The Directors may on any occasion determine that rights of election shall not be made available to any Ordinary shareholders who are citizens of or residents of any territory where the circulation of an offer of rights of election or any exercise of rights of election or any purported acceptance of the same would or might be unlawful, and in such event the provisions aforesaid shall be read and construed subject to such determination.

 

138.   (a)    Any dividend, interest or other moneys payable in cash in respect of any shares may be paid by cheque or warrant sent through the post direct to the registered address of the holder or, where there are joint holders, to the registered address of that one of the joint holders who is first named on the Register or to such person and to such address as the holder or joint holders may in writing direct. Every such cheque or warrant shall be made payable to the order of the person to whom it is sent.
  (b)    The Directors may also, in circumstances which they consider appropriate, arrange for the payment of dividends or other payments to any particular holder or holders by Electronic Funds Transfer, bank transfer or by any other method selected by the Directors from time to time. In particular, in respect of shares in uncertificated form where the Company is authorised to do so by or on behalf of the holder or joint holders in such manner as the Directors shall from time to time consider sufficient, the Directors may pay any dividend interest or other monies by means of the Relevant System concerned (subject always to the facilities and requirements of that Relevant System).

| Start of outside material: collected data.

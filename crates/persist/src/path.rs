//! Allow-list for world load identifiers.
//!
//! An identifier must match `^(\.\./)?worlds/[a-z0-9-_]+/world\.json$`,
//! ignoring ASCII case. Anything else, including every traversal attempt, is
//! rejected before a path is ever built from it.

const PARENT_PREFIX: &str = "../";
const WORLDS_PREFIX: &str = "worlds/";
const FILE_SUFFIX: &str = "/world.json";

/// The identifier did not match the world path pattern.
#[derive(Debug, Clone, PartialEq, Eq, thiserror::Error)]
#[error("world path {0:?} rejected: expected worlds/<name>/world.json")]
pub struct PathRejected(pub String);

/// Check a world load identifier against the allow-list.
pub fn validate_world_path(id: &str) -> Result<(), PathRejected> {
    let lower = id.to_ascii_lowercase();
    let rest = lower.strip_prefix(PARENT_PREFIX).unwrap_or(&lower);
    let name = rest
        .strip_prefix(WORLDS_PREFIX)
        .and_then(|r| r.strip_suffix(FILE_SUFFIX));
    match name {
        Some(name) if is_world_name(name) => Ok(()),
        _ => {
            tracing::warn!(path = id, "world path rejected");
            Err(PathRejected(id.to_string()))
        }
    }
}

/// Whether `name` is a legal world directory name (`[a-z0-9-_]+`, any case).
pub fn is_world_name(name: &str) -> bool {
    !name.is_empty()
        && name
            .bytes()
            .all(|b| b.is_ascii_alphanumeric() || b == b'-' || b == b'_')
}

/// Canonical identifier for a world directory name.
pub fn world_path_for(name: &str) -> Result<String, PathRejected> {
    let id = format!("{WORLDS_PREFIX}{name}{FILE_SUFFIX}");
    validate_world_path(&id)?;
    Ok(id)
}

#[cfg(test)]
mod tests {
    use super::*;

    #[test]
    fn accepts_plain_world_paths() {
        assert!(validate_world_path("worlds/glade-01/world.json").is_ok());
        assert!(validate_world_path("../worlds/glade_01/world.json").is_ok());
        assert!(validate_world_path("Worlds/Glade/WORLD.JSON").is_ok());
    }

    #[test]
    fn rejects_traversal() {
        for bad in [
            "../../etc/passwd",
            "worlds/../secret/world.json",
            "../../worlds/a/world.json",
            "worlds/a/../../world.json",
            "/worlds/a/world.json",
            "worlds/a/b/world.json",
        ] {
            assert_eq!(
                validate_world_path(bad),
                Err(PathRejected(bad.to_string())),
                "{bad} should be rejected"
            );
        }
    }

    #[test]
    fn rejects_wrong_shape() {
        for bad in [
            "",
            "worlds//world.json",
            "worlds/a/world.json.bak",
            "worlds/a b/world.json",
            "worlds/a/map.json",
            "worlds\\a\\world.json",
        ] {
            assert!(validate_world_path(bad).is_err(), "{bad:?} should be rejected");
        }
    }

    #[test]
    fn world_path_for_builds_valid_ids() {
        assert_eq!(world_path_for("glade").unwrap(), "worlds/glade/world.json");
        assert!(world_path_for("../x").is_err());
    }
}
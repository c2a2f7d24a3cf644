//! String-seeded linear congruential generator.
//!
//! Output must be identical on every platform, so all arithmetic is explicit
//! wrapping 32-bit integer math. Floats only appear in the final division.

const MULTIPLIER: u32 = 1_664_525;
const INCREMENT: u32 = 1_013_904_223;
const MODULUS: f64 = 4_294_967_296.0; // 2^32

/// Deterministic uniform stream in `[0, 1)` derived from a string seed.
#[derive(Debug, Clone, PartialEq, Eq)]
pub struct SeededRandom {
    state: u32,
}

impl SeededRandom {
    /// Fold a seed string into the initial state.
    ///
    /// Each UTF-16 code unit `c` updates `state = state*31 - state + c` in
    /// wrapping signed 32-bit arithmetic; the result is made non-negative at
    /// the end. The empty seed yields state 0.
    pub fn from_seed(seed: &str) -> Self {
        let mut state: i32 = 0;
        for c in seed.encode_utf16() {
            state = state
                .wrapping_mul(31)
                .wrapping_sub(state)
                .wrapping_add(i32::from(c));
        }
        Self {
            state: state.unsigned_abs(),
        }
    }

    /// Start from a raw state instead of a seed string.
    pub fn from_state(state: u32) -> Self {
        Self { state }
    }

    /// Current internal state.
    pub fn state(&self) -> u32 {
        self.state
    }

    /// Advance the generator and return the new raw state.
    pub fn next_u32(&mut self) -> u32 {
        self.state = self.state.wrapping_mul(MULTIPLIER).wrapping_add(INCREMENT);
        self.state
    }

    /// Advance the generator and return a value in `[0, 1)`.
    pub fn next_f64(&mut self) -> f64 {
        self.next_u32() as f64 / MODULUS
    }
}

#[cfg(test)]
mod tests {
    use super::*;

    #[test]
    fn single_char_seed_is_its_code() {
        assert_eq!(SeededRandom::from_seed("A").state(), 65);
    }

    #[test]
    fn first_draw_for_seed_a() {
        let mut rng = SeededRandom::from_seed("A");
        let r = rng.next_f64();
        assert_eq!(rng.state(), 1_122_098_348);
        assert_eq!(r, 1_122_098_348.0 / 4_294_967_296.0);
        assert!((r - 0.261_259).abs() < 1e-6);
    }

    #[test]
    fn empty_seed_starts_at_zero() {
        let mut rng = SeededRandom::from_seed("");
        assert_eq!(rng.state(), 0);
        assert_eq!(rng.next_u32(), INCREMENT);
    }

    #[test]
    fn two_char_seed_uses_thirty_times_rule() {
        // 65 * 30 + 66
        assert_eq!(SeededRandom::from_seed("AB").state(), 2016);
    }

    #[test]
    fn same_seed_same_sequence() {
        let mut a = SeededRandom::from_seed("glade-01");
        let mut b = SeededRandom::from_seed("glade-01");
        for _ in 0..1000 {
            assert_eq!(a.next_f64(), b.next_f64());
        }
    }

    #[test]
    fn different_seeds_diverge() {
        let mut a = SeededRandom::from_seed("alpha");
        let mut b = SeededRandom::from_seed("beta");
        assert_ne!(a.next_u32(), b.next_u32());
    }

    #[test]
    fn long_seeds_wrap_without_panicking() {
        let seed = "z".repeat(50);
        let mut rng = SeededRandom::from_seed(&seed);
        let r = rng.next_f64();
        assert!((0.0..1.0).contains(&r));
    }

    #[test]
    fn draws_stay_in_unit_interval() {
        let mut rng = SeededRandom::from_state(u32::MAX);
        for _ in 0..10_000 {
            let r = rng.next_f64();
            assert!((0.0..1.0).contains(&r));
        }
    }
}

  (c)    Every such payment made by Electronic Funds Transfer or bank transfer shall be made to the holder or joint holders or to or through such other person as the holder or joint holders may in writing direct. In respect of shares in uncertificated form, every such payment made by means of the Relevant System concerned, as referred to in (b) above, shall be made in such manner as may be consistent with the facilities and requirements of the Relevant System concerned. Without prejudice to the generality of the foregoing, in respect of shares in uncertificated form, such payment may include the sending by the Company or by any person on its behalf, of an instruction to the Operator of the Relevant System to credit the Cash Memorandum Account of the holder or joint holders or of such person as the holder or joint holders may in writing direct.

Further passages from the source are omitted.